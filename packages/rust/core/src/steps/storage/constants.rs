use cloudgraph_shared::{EntitySchema, RelationshipSchema};

use crate::steps::resources::resource_group_has;

pub const STEP_RM_STORAGE_ACCOUNTS: &str = "rm-storage-accounts";

pub const STORAGE_ACCOUNT_ENTITY_TYPE: &str = "azure_storage_account";

pub const STORAGE_ACCOUNT_ENTITY: EntitySchema = EntitySchema {
    resource_name: "[RM] Storage Account",
    entity_type: STORAGE_ACCOUNT_ENTITY_TYPE,
    class: &["Service"],
};

pub const RESOURCE_GROUP_HAS_STORAGE_ACCOUNT: RelationshipSchema = resource_group_has(
    "azure_resource_group_has_storage_account",
    STORAGE_ACCOUNT_ENTITY_TYPE,
);
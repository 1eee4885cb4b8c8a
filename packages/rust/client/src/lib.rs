//! Resource clients for Azure Resource Manager and Microsoft Graph.
//!
//! [`AzureClient`] authenticates with client credentials, follows
//! `nextLink` / `@odata.nextLink` pagination, and hands each result item to a
//! callback in source order. Each resource category adds its own typed
//! models and `iterate_*` methods in a submodule.

pub mod active_directory;
pub mod advisor;
pub mod auth;
pub mod event_grid;
pub mod key_vault;
pub mod management_groups;
pub mod monitor;
pub mod network;
pub mod redact;
pub mod resources;
pub mod storage;

use std::collections::BTreeMap;
use std::time::Duration;

use reqwest::Client;
use serde::de::DeserializeOwned;
use serde::{Deserialize, Serialize};
use tracing::{debug, instrument};

use cloudgraph_shared::{CloudGraphError, IntegrationConfig, Result};

use crate::auth::{Credentials, TokenProvider};
use crate::redact::PathRedactor;

/// User-Agent string for API requests.
const USER_AGENT: &str = concat!("cloudgraph/", env!("CARGO_PKG_VERSION"));

/// Per-request timeout.
const REQUEST_TIMEOUT_SECS: u64 = 30;

/// Tag map shared by every ARM resource.
pub type Tags = BTreeMap<String, String>;

/// A reference to another ARM resource (`{ "id": ... }`).
#[derive(Debug, Clone, Default, PartialEq, Serialize, Deserialize)]
#[serde(default)]
pub struct SubResource {
    #[serde(skip_serializing_if = "Option::is_none")]
    pub id: Option<String>,
}

/// Which API a request goes to; decides base URL and token scope.
#[derive(Debug, Clone, Copy, PartialEq, Eq)]
pub enum Api {
    Management,
    Graph,
}

/// One page of a list response.
#[derive(Debug, Deserialize)]
struct Page<T> {
    #[serde(default = "Vec::new")]
    value: Vec<T>,
    #[serde(default, rename = "nextLink", alias = "@odata.nextLink")]
    next_link: Option<String>,
}

/// Authenticated, paginating client for one integration instance.
pub struct AzureClient {
    http: Client,
    tokens: TokenProvider,
    redactor: PathRedactor,
    management_endpoint: String,
    graph_endpoint: String,
    directory_id: String,
    subscription_id: Option<String>,
}

impl AzureClient {
    /// Create a client for the given instance configuration.
    pub fn new(config: &IntegrationConfig) -> Result<Self> {
        let http = Client::builder()
            .user_agent(USER_AGENT)
            .timeout(Duration::from_secs(REQUEST_TIMEOUT_SECS))
            .build()
            .map_err(|e| CloudGraphError::Network(format!("failed to build HTTP client: {e}")))?;

        let tokens = TokenProvider::new(Credentials {
            login_endpoint: config.endpoints.login.clone(),
            directory_id: config.directory_id.clone(),
            client_id: config.client_id.clone(),
            client_secret: config.client_secret.clone(),
        });

        Ok(Self {
            http,
            tokens,
            redactor: PathRedactor::new(&config.directory_id, config.subscription_id.clone()),
            management_endpoint: config.endpoints.management.trim_end_matches('/').to_string(),
            graph_endpoint: config.endpoints.graph.trim_end_matches('/').to_string(),
            directory_id: config.directory_id.clone(),
            subscription_id: config.subscription_id.clone().filter(|s| !s.is_empty()),
        })
    }

    /// The configured subscription, required by resource-manager list calls.
    pub fn subscription_id(&self) -> Result<&str> {
        self.subscription_id
            .as_deref()
            .ok_or_else(|| CloudGraphError::config("no subscription_id configured"))
    }

    /// Tenant the client authenticates against; also the root management group.
    pub fn directory_id(&self) -> &str {
        &self.directory_id
    }

    /// `{management}{path}`; `path` must start with `/`.
    pub(crate) fn management_url(&self, path: &str) -> String {
        format!("{}{path}", self.management_endpoint)
    }

    /// `{management}/{resource_id}{suffix}`, for requests scoped to a
    /// resource ID taken from an earlier response.
    pub(crate) fn resource_url(&self, resource_id: &str, suffix: &str) -> String {
        format!("{}/{resource_id}{suffix}", self.management_endpoint)
    }

    /// `{graph}{path}`; `path` must start with `/`.
    pub(crate) fn graph_url(&self, path: &str) -> String {
        format!("{}{path}", self.graph_endpoint)
    }

    fn scope(&self, api: Api) -> String {
        match api {
            Api::Management => format!("{}/.default", self.management_endpoint),
            Api::Graph => format!("{}/.default", self.graph_endpoint),
        }
    }

    /// GET a URL and deserialize the JSON body.
    pub(crate) async fn get_json<T: DeserializeOwned>(&self, api: Api, url: &str) -> Result<T> {
        let redacted = self.redactor.redact_url(url);
        let token = self
            .tokens
            .token(&self.http, &self.redactor, &self.scope(api))
            .await?;

        debug!(url = %redacted, "GET");

        let response = self
            .http
            .get(url)
            .bearer_auth(token)
            .send()
            .await
            .map_err(|e| CloudGraphError::Network(format!("{redacted}: {e}")))?;

        let status = response.status();
        if !status.is_success() {
            let code = response
                .json::<serde_json::Value>()
                .await
                .ok()
                .and_then(|body| {
                    body.pointer("/error/code")
                        .and_then(|c| c.as_str())
                        .map(str::to_string)
                });
            return Err(CloudGraphError::Network(match code {
                Some(code) => format!("{redacted}: HTTP {status} ({code})"),
                None => format!("{redacted}: HTTP {status}"),
            }));
        }

        let body = response
            .text()
            .await
            .map_err(|e| CloudGraphError::Network(format!("{redacted}: failed to read body: {e}")))?;

        serde_json::from_str(&body).map_err(|e| CloudGraphError::parse(format!("{redacted}: {e}")))
    }

    /// Walk every page starting at `url`, calling `each` once per item.
    ///
    /// Returns the number of items visited. An error from `each` stops the
    /// iteration and is returned as-is.
    #[instrument(skip_all, fields(url = %self.redactor.redact_url(&url)))]
    pub(crate) async fn iterate_pages<T, F>(&self, api: Api, url: String, mut each: F) -> Result<usize>
    where
        T: DeserializeOwned,
        F: FnMut(T) -> Result<()>,
    {
        let mut next = Some(url);
        let mut count = 0usize;
        let mut pages = 0usize;

        while let Some(page_url) = next.take() {
            let page: Page<T> = self.get_json(api, &page_url).await?;
            pages += 1;

            for item in page.value {
                each(item)?;
                count += 1;
            }

            next = page.next_link.filter(|link| !link.is_empty());
        }

        debug!(pages, items = count, "pagination complete");
        Ok(count)
    }
}
use cloudgraph_shared::{EntitySchema, RelationshipClass, RelationshipSchema};

use crate::steps::resources::resource_group_has;

pub const STEP_RM_EVENT_GRID_DOMAINS: &str = "rm-event-grid-domains";
pub const STEP_RM_EVENT_GRID_DOMAIN_TOPICS: &str = "rm-event-grid-domain-topics";
pub const STEP_RM_EVENT_GRID_DOMAIN_TOPIC_SUBSCRIPTIONS: &str =
    "rm-event-grid-domain-topic-subscriptions";
pub const STEP_RM_EVENT_GRID_TOPICS: &str = "rm-event-grid-topics";
pub const STEP_RM_EVENT_GRID_TOPIC_SUBSCRIPTIONS: &str = "rm-event-grid-topic-subscriptions";

pub const DOMAIN_ENTITY_TYPE: &str = "azure_event_grid_domain";
pub const DOMAIN_TOPIC_ENTITY_TYPE: &str = "azure_event_grid_domain_topic";
pub const TOPIC_ENTITY_TYPE: &str = "azure_event_grid_topic";
pub const TOPIC_SUBSCRIPTION_ENTITY_TYPE: &str = "azure_event_grid_topic_subscription";

pub const DOMAIN_ENTITY: EntitySchema = EntitySchema {
    resource_name: "[RM] Event Grid Domain",
    entity_type: DOMAIN_ENTITY_TYPE,
    class: &["Service"],
};

pub const DOMAIN_TOPIC_ENTITY: EntitySchema = EntitySchema {
    resource_name: "[RM] Event Grid Domain Topic",
    entity_type: DOMAIN_TOPIC_ENTITY_TYPE,
    class: &["Queue"],
};

pub const TOPIC_ENTITY: EntitySchema = EntitySchema {
    resource_name: "[RM] Event Grid Topic",
    entity_type: TOPIC_ENTITY_TYPE,
    class: &["Queue"],
};

pub const TOPIC_SUBSCRIPTION_ENTITY: EntitySchema = EntitySchema {
    resource_name: "[RM] Event Grid Topic Subscription",
    entity_type: TOPIC_SUBSCRIPTION_ENTITY_TYPE,
    class: &["Subscription"],
};

pub const RESOURCE_GROUP_HAS_DOMAIN: RelationshipSchema =
    resource_group_has("azure_resource_group_has_event_grid_domain", DOMAIN_ENTITY_TYPE);

pub const RESOURCE_GROUP_HAS_TOPIC: RelationshipSchema =
    resource_group_has("azure_resource_group_has_event_grid_topic", TOPIC_ENTITY_TYPE);

pub const DOMAIN_HAS_DOMAIN_TOPIC: RelationshipSchema = RelationshipSchema {
    rel_type: "azure_event_grid_domain_has_topic",
    source_type: DOMAIN_ENTITY_TYPE,
    class: RelationshipClass::Has,
    target_type: DOMAIN_TOPIC_ENTITY_TYPE,
};

pub const DOMAIN_TOPIC_HAS_SUBSCRIPTION: RelationshipSchema = RelationshipSchema {
    rel_type: "azure_event_grid_domain_topic_has_topic_subscription",
    source_type: DOMAIN_TOPIC_ENTITY_TYPE,
    class: RelationshipClass::Has,
    target_type: TOPIC_SUBSCRIPTION_ENTITY_TYPE,
};

pub const TOPIC_HAS_SUBSCRIPTION: RelationshipSchema = RelationshipSchema {
    rel_type: "azure_event_grid_topic_has_subscription",
    source_type: TOPIC_ENTITY_TYPE,
    class: RelationshipClass::Has,
    target_type: TOPIC_SUBSCRIPTION_ENTITY_TYPE,
};
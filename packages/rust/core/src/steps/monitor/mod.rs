//! Diagnostic settings shared by resource steps that ingest them.
//!
//! There is no monitor step of its own: a resource step calls
//! [`ingest_diagnostic_settings`] for each resource it stores and declares
//! the setting schemas in its own output.

pub mod constants;
pub mod converters;

use tracing::debug;

use cloudgraph_client::AzureClient;
use cloudgraph_shared::{RelationshipSchema, Result};

use crate::job_state::{JobState, LinkOutcome};
use crate::web_linker::WebLinker;

pub use self::constants::*;
use self::converters::*;

/// The `HAS` schemas linking a resource type to its settings.
#[derive(Debug, Clone, Copy)]
pub struct DiagnosticLinks {
    pub has_log_setting: RelationshipSchema,
    pub has_metric_setting: RelationshipSchema,
}

/// Store the diagnostic settings of the resource at `resource_key`, which is
/// its ARM ID.
///
/// Each log and metric entry becomes an entity linked from the resource, and
/// to the storage account it archives to when that account is in the state.
/// Returns the number of setting entities stored.
pub(crate) async fn ingest_diagnostic_settings(
    client: &AzureClient,
    state: &mut JobState,
    linker: &WebLinker,
    resource_key: &str,
    links: &DiagnosticLinks,
) -> Result<usize> {
    let settings = client.fetch_diagnostic_settings(resource_key).await?;

    let mut stored = 0;
    for setting in &settings {
        let entries = setting
            .properties
            .logs
            .iter()
            .map(|entry| (SettingKind::Log, entry))
            .chain(setting.properties.metrics.iter().map(|entry| (SettingKind::Metric, entry)));

        for (kind, entry) in entries {
            let (has, uses) = match kind {
                SettingKind::Log => (&links.has_log_setting, &DIAGNOSTIC_LOG_SETTING_USES_STORAGE_ACCOUNT),
                SettingKind::Metric => {
                    (&links.has_metric_setting, &DIAGNOSTIC_METRIC_SETTING_USES_STORAGE_ACCOUNT)
                }
            };

            let key = state
                .add_entity(create_diagnostic_setting_entity(linker, setting, kind, entry)?)?
                .key
                .clone();
            state.add_relationship(has.create(resource_key, &key))?;
            link_storage_account(
                state,
                &key,
                setting.properties.storage_account_id.as_deref(),
                uses,
            )?;
            stored += 1;
        }
    }

    debug!(resource = resource_key, settings = settings.len(), stored, "diagnostic settings");
    Ok(stored)
}

/// Storage account IDs are matched case-insensitively against stored keys.
fn link_storage_account(
    state: &mut JobState,
    setting_key: &str,
    storage_account_id: Option<&str>,
    uses: &RelationshipSchema,
) -> Result<LinkOutcome> {
    let Some(id) = storage_account_id else {
        return Ok(LinkOutcome::TargetNotFound);
    };
    let to_key = state
        .find_entity_ignore_case(id)
        .map_or_else(|| id.to_string(), |account| account.key.clone());
    state.link(uses.create(setting_key, &to_key))
}
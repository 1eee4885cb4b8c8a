//! Application configuration for cloudgraph.
//!
//! User config lives at `~/.cloudgraph/cloudgraph.toml`.
//! CLI flags override config file values, which override defaults.
//! The client secret is never stored in the file; only the name of the
//! environment variable holding it is.

use std::path::{Path, PathBuf};

use serde::{Deserialize, Serialize};

use crate::error::{CloudGraphError, Result};

/// Default configuration file name.
const CONFIG_FILE_NAME: &str = "cloudgraph.toml";

/// Default config directory name under the user's home.
const CONFIG_DIR_NAME: &str = ".cloudgraph";

// ---------------------------------------------------------------------------
// Config structs (matching cloudgraph.toml schema)
// ---------------------------------------------------------------------------

/// Top-level application config, deserialized from TOML.
#[derive(Debug, Clone, Default, Serialize, Deserialize)]
pub struct AppConfig {
    /// Integration instance identity.
    #[serde(default)]
    pub instance: InstanceConfig,

    /// Azure credentials and scope.
    #[serde(default)]
    pub azure: AzureConfig,

    /// Which step groups to run.
    #[serde(default)]
    pub ingestion: IngestionConfig,

    /// API endpoints (overridable for sovereign clouds and tests).
    #[serde(default)]
    pub endpoints: EndpointsConfig,
}

/// `[instance]` section.
#[derive(Debug, Clone, Serialize, Deserialize)]
pub struct InstanceConfig {
    /// Stable identifier of this integration instance (seeds the account key).
    #[serde(default = "default_instance_id")]
    pub id: String,

    /// Human-readable instance name.
    #[serde(default = "default_instance_name")]
    pub name: String,
}

impl Default for InstanceConfig {
    fn default() -> Self {
        Self {
            id: default_instance_id(),
            name: default_instance_name(),
        }
    }
}

fn default_instance_id() -> String {
    "cloudgraph-local".into()
}
fn default_instance_name() -> String {
    "Azure".into()
}

/// `[azure]` section.
#[derive(Debug, Clone, Serialize, Deserialize)]
pub struct AzureConfig {
    /// App registration (client) ID.
    #[serde(default)]
    pub client_id: String,

    /// Tenant (directory) ID.
    #[serde(default)]
    pub directory_id: String,

    /// Subscription to ingest resource-manager data from.
    #[serde(default, skip_serializing_if = "Option::is_none")]
    pub subscription_id: Option<String>,

    /// Name of the env var holding the client secret.
    #[serde(default = "default_client_secret_env")]
    pub client_secret_env: String,
}

impl Default for AzureConfig {
    fn default() -> Self {
        Self {
            client_id: String::new(),
            directory_id: String::new(),
            subscription_id: None,
            client_secret_env: default_client_secret_env(),
        }
    }
}

fn default_client_secret_env() -> String {
    "AZURE_CLIENT_SECRET".into()
}

/// `[ingestion]` section.
#[derive(Debug, Clone, Serialize, Deserialize)]
pub struct IngestionConfig {
    /// Whether to run the Active Directory user/group/service principal steps.
    #[serde(default = "default_true")]
    pub ingest_active_directory: bool,
}

impl Default for IngestionConfig {
    fn default() -> Self {
        Self {
            ingest_active_directory: true,
        }
    }
}

fn default_true() -> bool {
    true
}

/// `[endpoints]` section.
#[derive(Debug, Clone, PartialEq, Eq, Serialize, Deserialize)]
pub struct EndpointsConfig {
    /// OAuth2 authority.
    #[serde(default = "default_login")]
    pub login: String,

    /// Azure Resource Manager.
    #[serde(default = "default_management")]
    pub management: String,

    /// Microsoft Graph.
    #[serde(default = "default_graph")]
    pub graph: String,
}

impl Default for EndpointsConfig {
    fn default() -> Self {
        Self {
            login: default_login(),
            management: default_management(),
            graph: default_graph(),
        }
    }
}

fn default_login() -> String {
    "https://login.microsoftonline.com".into()
}
fn default_management() -> String {
    "https://management.azure.com".into()
}
fn default_graph() -> String {
    "https://graph.microsoft.com".into()
}

// ---------------------------------------------------------------------------
// Integration config (runtime, merged from config + env + CLI flags)
// ---------------------------------------------------------------------------

/// The integration instance a run is executed for.
#[derive(Debug, Clone, PartialEq, Eq)]
pub struct IntegrationInstance {
    pub id: String,
    pub name: String,
}

/// Runtime configuration for one ingestion run.
#[derive(Debug, Clone)]
pub struct IntegrationConfig {
    pub instance: IntegrationInstance,
    pub client_id: String,
    pub client_secret: String,
    pub directory_id: String,
    pub subscription_id: Option<String>,
    pub ingest_active_directory: bool,
    pub endpoints: EndpointsConfig,
}

impl IntegrationConfig {
    /// Merge the file config with the resolved client secret.
    pub fn from_app_config(config: &AppConfig, client_secret: impl Into<String>) -> Self {
        Self {
            instance: IntegrationInstance {
                id: config.instance.id.clone(),
                name: config.instance.name.clone(),
            },
            client_id: config.azure.client_id.clone(),
            client_secret: client_secret.into(),
            directory_id: config.azure.directory_id.clone(),
            subscription_id: config.azure.subscription_id.clone(),
            ingest_active_directory: config.ingestion.ingest_active_directory,
            endpoints: config.endpoints.clone(),
        }
    }

    /// The subscription ID, or a config error if none is set.
    pub fn require_subscription_id(&self) -> Result<&str> {
        self.subscription_id
            .as_deref()
            .filter(|s| !s.is_empty())
            .ok_or_else(|| CloudGraphError::config("no subscription_id configured"))
    }
}

// ---------------------------------------------------------------------------
// Config loading
// ---------------------------------------------------------------------------

/// Get the path to the config directory (`~/.cloudgraph/`).
pub fn config_dir() -> Result<PathBuf> {
    let home = dirs::home_dir()
        .ok_or_else(|| CloudGraphError::config("could not determine home directory"))?;
    Ok(home.join(CONFIG_DIR_NAME))
}

/// Get the path to the config file (`~/.cloudgraph/cloudgraph.toml`).
pub fn config_file_path() -> Result<PathBuf> {
    Ok(config_dir()?.join(CONFIG_FILE_NAME))
}

/// Load the application config from disk. Returns defaults if the file does not exist.
pub fn load_config() -> Result<AppConfig> {
    let path = config_file_path()?;

    if !path.exists() {
        tracing::debug!(?path, "config file not found, using defaults");
        return Ok(AppConfig::default());
    }

    load_config_from(&path)
}

/// Load the application config from a specific file path.
pub fn load_config_from(path: &Path) -> Result<AppConfig> {
    let content = std::fs::read_to_string(path).map_err(|e| CloudGraphError::io(path, e))?;

    toml::from_str(&content).map_err(|e| {
        CloudGraphError::config(format!("failed to parse {}: {e}", path.display()))
    })
}

/// Create the config directory and write a default config file.
/// Returns the path to the created file.
pub fn init_config() -> Result<PathBuf> {
    let dir = config_dir()?;
    std::fs::create_dir_all(&dir).map_err(|e| CloudGraphError::io(&dir, e))?;

    let path = dir.join(CONFIG_FILE_NAME);
    let config = AppConfig::default();
    let content =
        toml::to_string_pretty(&config).map_err(|e| CloudGraphError::config(e.to_string()))?;

    std::fs::write(&path, content).map_err(|e| CloudGraphError::io(&path, e))?;
    tracing::info!(?path, "created default config file");

    Ok(path)
}

/// Check that the credentials are complete and resolve the client secret
/// from its environment variable.
pub fn validate_credentials(config: &AppConfig) -> Result<String> {
    if config.azure.client_id.is_empty() {
        return Err(CloudGraphError::config("azure.client_id is not set"));
    }
    if config.azure.directory_id.is_empty() {
        return Err(CloudGraphError::config("azure.directory_id is not set"));
    }

    let var_name = &config.azure.client_secret_env;
    match std::env::var(var_name) {
        Ok(val) if !val.is_empty() => Ok(val),
        _ => Err(CloudGraphError::config(format!(
            "Azure client secret not found. Set the {var_name} environment variable."
        ))),
    }
}
use cloudgraph_shared::{EntitySchema, RelationshipClass, RelationshipSchema};

use crate::steps::active_directory::ACCOUNT_ENTITY_TYPE;
use crate::steps::monitor::{
    DiagnosticLinks, has_diagnostic_log_setting, has_diagnostic_metric_setting,
};
use crate::steps::resources::resource_group_has;

pub const STEP_RM_KEYVAULT_VAULTS: &str = "rm-keyvault-vaults";

pub const KEY_VAULT_SERVICE_ENTITY_TYPE: &str = "azure_keyvault_service";

pub const KEY_VAULT_SERVICE_ENTITY: EntitySchema = EntitySchema {
    resource_name: "[RM] Key Vault",
    entity_type: KEY_VAULT_SERVICE_ENTITY_TYPE,
    class: &["Service"],
};

pub const ACCOUNT_HAS_KEY_VAULT: RelationshipSchema = RelationshipSchema {
    rel_type: "azure_account_has_keyvault_service",
    source_type: ACCOUNT_ENTITY_TYPE,
    class: RelationshipClass::Has,
    target_type: KEY_VAULT_SERVICE_ENTITY_TYPE,
};

pub const RESOURCE_GROUP_HAS_KEY_VAULT: RelationshipSchema = resource_group_has(
    "azure_resource_group_has_keyvault_service",
    KEY_VAULT_SERVICE_ENTITY_TYPE,
);

pub const KEY_VAULT_HAS_DIAGNOSTIC_LOG_SETTING: RelationshipSchema = has_diagnostic_log_setting(
    "azure_keyvault_service_has_diagnostic_log_setting",
    KEY_VAULT_SERVICE_ENTITY_TYPE,
);

pub const KEY_VAULT_HAS_DIAGNOSTIC_METRIC_SETTING: RelationshipSchema =
    has_diagnostic_metric_setting(
        "azure_keyvault_service_has_diagnostic_metric_setting",
        KEY_VAULT_SERVICE_ENTITY_TYPE,
    );

pub const KEY_VAULT_DIAGNOSTIC_LINKS: DiagnosticLinks = DiagnosticLinks {
    has_log_setting: KEY_VAULT_HAS_DIAGNOSTIC_LOG_SETTING,
    has_metric_setting: KEY_VAULT_HAS_DIAGNOSTIC_METRIC_SETTING,
};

- **Problem statement**
Would you print exactly the lines from the first line of the entries above through the line that has "pub const RESOURCE_GROUP_HAS_STORAGE_ACCOUNT: RelationshipSchema", both included, and stop there?

- **Answer box**
filename packages/rust/core/src/steps/storage/constants.rs
use cloudgraph_shared::{EntitySchema, RelationshipSchema};

use crate::steps::resources::resource_group_has;

pub const STEP_RM_STORAGE_ACCOUNTS: &str = "rm-storage-accounts";

pub const STORAGE_ACCOUNT_ENTITY_TYPE: &str = "azure_storage_account";

pub const STORAGE_ACCOUNT_ENTITY: EntitySchema = EntitySchema {
    resource_name: "[RM] Storage Account",
    entity_type: STORAGE_ACCOUNT_ENTITY_TYPE,
    class: &["Service"],
};

pub const RESOURCE_GROUP_HAS_STORAGE_ACCOUNT: RelationshipSchema = resource_group_has(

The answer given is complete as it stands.